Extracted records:

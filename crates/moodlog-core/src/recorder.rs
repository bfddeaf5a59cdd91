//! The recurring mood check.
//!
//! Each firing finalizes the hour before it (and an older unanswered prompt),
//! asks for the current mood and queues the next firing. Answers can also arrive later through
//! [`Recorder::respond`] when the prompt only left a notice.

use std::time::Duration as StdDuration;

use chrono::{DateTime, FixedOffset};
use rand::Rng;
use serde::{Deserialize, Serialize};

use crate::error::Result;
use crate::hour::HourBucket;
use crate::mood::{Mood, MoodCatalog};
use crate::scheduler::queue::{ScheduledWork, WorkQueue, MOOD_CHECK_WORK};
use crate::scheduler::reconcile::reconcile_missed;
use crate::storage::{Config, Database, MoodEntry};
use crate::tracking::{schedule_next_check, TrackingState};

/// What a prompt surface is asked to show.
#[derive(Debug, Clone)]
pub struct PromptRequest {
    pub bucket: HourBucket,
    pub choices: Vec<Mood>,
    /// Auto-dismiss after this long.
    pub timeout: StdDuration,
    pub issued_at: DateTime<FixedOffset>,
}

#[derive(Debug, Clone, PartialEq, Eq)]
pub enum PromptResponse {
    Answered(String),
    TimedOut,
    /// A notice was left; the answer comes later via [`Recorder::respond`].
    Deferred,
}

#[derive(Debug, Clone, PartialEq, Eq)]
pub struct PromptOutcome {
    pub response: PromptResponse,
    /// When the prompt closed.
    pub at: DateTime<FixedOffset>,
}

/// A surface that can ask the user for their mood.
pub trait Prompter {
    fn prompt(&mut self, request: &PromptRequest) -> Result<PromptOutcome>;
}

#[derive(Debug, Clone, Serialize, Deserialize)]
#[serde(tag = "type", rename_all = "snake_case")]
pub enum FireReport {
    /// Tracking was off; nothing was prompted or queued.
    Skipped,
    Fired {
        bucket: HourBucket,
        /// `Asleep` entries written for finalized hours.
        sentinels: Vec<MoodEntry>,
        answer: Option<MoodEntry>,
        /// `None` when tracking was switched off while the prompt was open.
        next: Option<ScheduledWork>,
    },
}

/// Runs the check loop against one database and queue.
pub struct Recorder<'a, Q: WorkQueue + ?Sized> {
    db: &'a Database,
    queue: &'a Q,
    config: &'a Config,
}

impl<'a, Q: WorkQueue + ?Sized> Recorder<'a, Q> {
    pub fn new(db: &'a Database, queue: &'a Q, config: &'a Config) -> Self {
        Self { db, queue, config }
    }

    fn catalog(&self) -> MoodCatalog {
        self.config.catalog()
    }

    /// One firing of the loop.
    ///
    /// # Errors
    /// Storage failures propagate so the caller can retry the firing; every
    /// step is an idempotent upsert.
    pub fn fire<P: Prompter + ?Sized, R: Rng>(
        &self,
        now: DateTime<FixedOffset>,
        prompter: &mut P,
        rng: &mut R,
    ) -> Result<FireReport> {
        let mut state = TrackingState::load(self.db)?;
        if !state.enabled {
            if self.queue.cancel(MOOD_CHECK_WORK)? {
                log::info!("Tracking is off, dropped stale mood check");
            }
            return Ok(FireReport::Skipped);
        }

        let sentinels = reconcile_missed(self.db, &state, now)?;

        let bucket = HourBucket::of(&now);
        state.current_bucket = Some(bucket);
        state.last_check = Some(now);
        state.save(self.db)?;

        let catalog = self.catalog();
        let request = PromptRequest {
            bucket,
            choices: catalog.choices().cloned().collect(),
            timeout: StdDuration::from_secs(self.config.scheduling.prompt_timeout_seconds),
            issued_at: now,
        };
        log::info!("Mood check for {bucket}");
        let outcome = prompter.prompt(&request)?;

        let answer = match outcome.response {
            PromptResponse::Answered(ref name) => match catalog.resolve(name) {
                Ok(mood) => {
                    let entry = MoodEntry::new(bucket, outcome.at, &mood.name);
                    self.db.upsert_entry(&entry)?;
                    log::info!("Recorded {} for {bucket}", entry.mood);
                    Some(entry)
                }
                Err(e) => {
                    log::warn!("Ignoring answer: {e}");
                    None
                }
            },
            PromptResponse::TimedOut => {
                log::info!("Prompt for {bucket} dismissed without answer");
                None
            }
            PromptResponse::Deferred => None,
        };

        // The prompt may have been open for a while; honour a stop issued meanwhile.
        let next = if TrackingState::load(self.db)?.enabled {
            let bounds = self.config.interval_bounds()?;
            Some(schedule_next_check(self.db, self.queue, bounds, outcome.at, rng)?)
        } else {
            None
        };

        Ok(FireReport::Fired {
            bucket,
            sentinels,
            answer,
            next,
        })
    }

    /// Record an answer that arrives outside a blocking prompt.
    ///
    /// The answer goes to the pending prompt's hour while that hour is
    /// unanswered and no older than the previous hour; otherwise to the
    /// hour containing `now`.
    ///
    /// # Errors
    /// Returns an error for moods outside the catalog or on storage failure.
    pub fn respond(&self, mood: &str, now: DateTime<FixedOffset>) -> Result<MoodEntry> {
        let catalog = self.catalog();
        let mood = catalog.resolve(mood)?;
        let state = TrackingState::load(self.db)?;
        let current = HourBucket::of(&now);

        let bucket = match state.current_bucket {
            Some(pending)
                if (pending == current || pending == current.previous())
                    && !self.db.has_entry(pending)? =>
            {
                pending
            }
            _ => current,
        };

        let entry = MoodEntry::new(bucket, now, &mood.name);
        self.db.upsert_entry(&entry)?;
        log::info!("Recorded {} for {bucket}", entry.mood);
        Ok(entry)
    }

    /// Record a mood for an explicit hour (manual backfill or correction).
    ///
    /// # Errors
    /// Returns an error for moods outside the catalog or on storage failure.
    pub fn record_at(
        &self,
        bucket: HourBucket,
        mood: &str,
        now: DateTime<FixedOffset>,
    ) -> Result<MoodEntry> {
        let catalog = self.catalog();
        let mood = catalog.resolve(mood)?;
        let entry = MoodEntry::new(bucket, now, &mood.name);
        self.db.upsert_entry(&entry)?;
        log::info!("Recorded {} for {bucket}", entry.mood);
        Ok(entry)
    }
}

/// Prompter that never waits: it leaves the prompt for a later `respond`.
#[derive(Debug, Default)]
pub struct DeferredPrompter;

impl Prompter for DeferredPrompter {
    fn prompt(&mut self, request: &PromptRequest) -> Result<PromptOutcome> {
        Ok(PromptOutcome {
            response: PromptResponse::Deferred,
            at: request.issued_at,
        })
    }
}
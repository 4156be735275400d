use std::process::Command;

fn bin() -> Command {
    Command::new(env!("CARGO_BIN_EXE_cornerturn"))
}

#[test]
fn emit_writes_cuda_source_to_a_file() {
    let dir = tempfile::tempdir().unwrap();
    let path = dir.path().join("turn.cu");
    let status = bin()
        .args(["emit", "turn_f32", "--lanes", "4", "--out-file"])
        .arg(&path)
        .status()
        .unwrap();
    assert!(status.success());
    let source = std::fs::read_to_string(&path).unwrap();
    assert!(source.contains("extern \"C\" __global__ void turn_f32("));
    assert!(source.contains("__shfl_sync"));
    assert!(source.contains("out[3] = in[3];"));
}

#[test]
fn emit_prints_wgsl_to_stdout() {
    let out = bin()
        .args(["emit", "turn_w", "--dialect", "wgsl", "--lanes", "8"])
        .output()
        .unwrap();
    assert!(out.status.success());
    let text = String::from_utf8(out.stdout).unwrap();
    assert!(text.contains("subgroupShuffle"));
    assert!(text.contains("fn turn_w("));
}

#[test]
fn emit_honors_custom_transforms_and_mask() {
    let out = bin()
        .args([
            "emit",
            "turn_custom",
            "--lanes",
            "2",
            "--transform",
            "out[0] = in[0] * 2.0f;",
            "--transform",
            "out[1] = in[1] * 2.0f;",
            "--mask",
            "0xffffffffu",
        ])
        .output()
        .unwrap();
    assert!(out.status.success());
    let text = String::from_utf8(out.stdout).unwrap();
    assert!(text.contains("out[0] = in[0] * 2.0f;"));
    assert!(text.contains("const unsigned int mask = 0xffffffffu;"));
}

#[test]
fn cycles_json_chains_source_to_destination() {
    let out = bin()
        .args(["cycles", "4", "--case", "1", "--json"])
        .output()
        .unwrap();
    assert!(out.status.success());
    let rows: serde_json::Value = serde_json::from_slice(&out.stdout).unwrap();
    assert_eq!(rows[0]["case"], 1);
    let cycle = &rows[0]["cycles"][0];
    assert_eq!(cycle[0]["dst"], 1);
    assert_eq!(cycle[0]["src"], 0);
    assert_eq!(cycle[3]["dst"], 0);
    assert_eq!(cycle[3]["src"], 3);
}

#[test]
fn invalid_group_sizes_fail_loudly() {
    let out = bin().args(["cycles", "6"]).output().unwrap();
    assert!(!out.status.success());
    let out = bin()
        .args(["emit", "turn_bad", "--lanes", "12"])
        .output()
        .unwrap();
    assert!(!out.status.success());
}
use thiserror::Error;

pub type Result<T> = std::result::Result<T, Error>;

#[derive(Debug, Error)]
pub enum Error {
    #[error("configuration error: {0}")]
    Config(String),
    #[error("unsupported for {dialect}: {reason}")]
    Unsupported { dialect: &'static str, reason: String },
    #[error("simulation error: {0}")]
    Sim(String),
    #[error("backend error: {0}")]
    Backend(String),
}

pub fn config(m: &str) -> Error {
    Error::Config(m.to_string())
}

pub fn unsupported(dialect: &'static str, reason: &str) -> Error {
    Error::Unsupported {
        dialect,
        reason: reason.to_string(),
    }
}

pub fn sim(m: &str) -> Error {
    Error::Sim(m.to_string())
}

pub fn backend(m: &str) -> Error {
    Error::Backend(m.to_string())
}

Your objective: Give again exactly, and only, the lines above starting at the one with "pub trait Prompter" and ending at the one with "impl<'a, Q: WorkQueue".

Response for this exercise:
pub trait Prompter {
    fn prompt(&mut self, request: &PromptRequest) -> Result<PromptOutcome>;
}

#[derive(Debug, Clone, Serialize, Deserialize)]
#[serde(tag = "type", rename_all = "snake_case")]
pub enum FireReport {
    /// Tracking was off; nothing was prompted or queued.
    Skipped,
    Fired {
        bucket: HourBucket,
        /// `Asleep` entries written for finalized hours.
        sentinels: Vec<MoodEntry>,
        answer: Option<MoodEntry>,
        /// `None` when tracking was switched off while the prompt was open.
        next: Option<ScheduledWork>,
    },
}

/// Runs the check loop against one database and queue.
pub struct Recorder<'a, Q: WorkQueue + ?Sized> {
    db: &'a Database,
    queue: &'a Q,
    config: &'a Config,
}

impl<'a, Q: WorkQueue + ?Sized> Recorder<'a, Q> {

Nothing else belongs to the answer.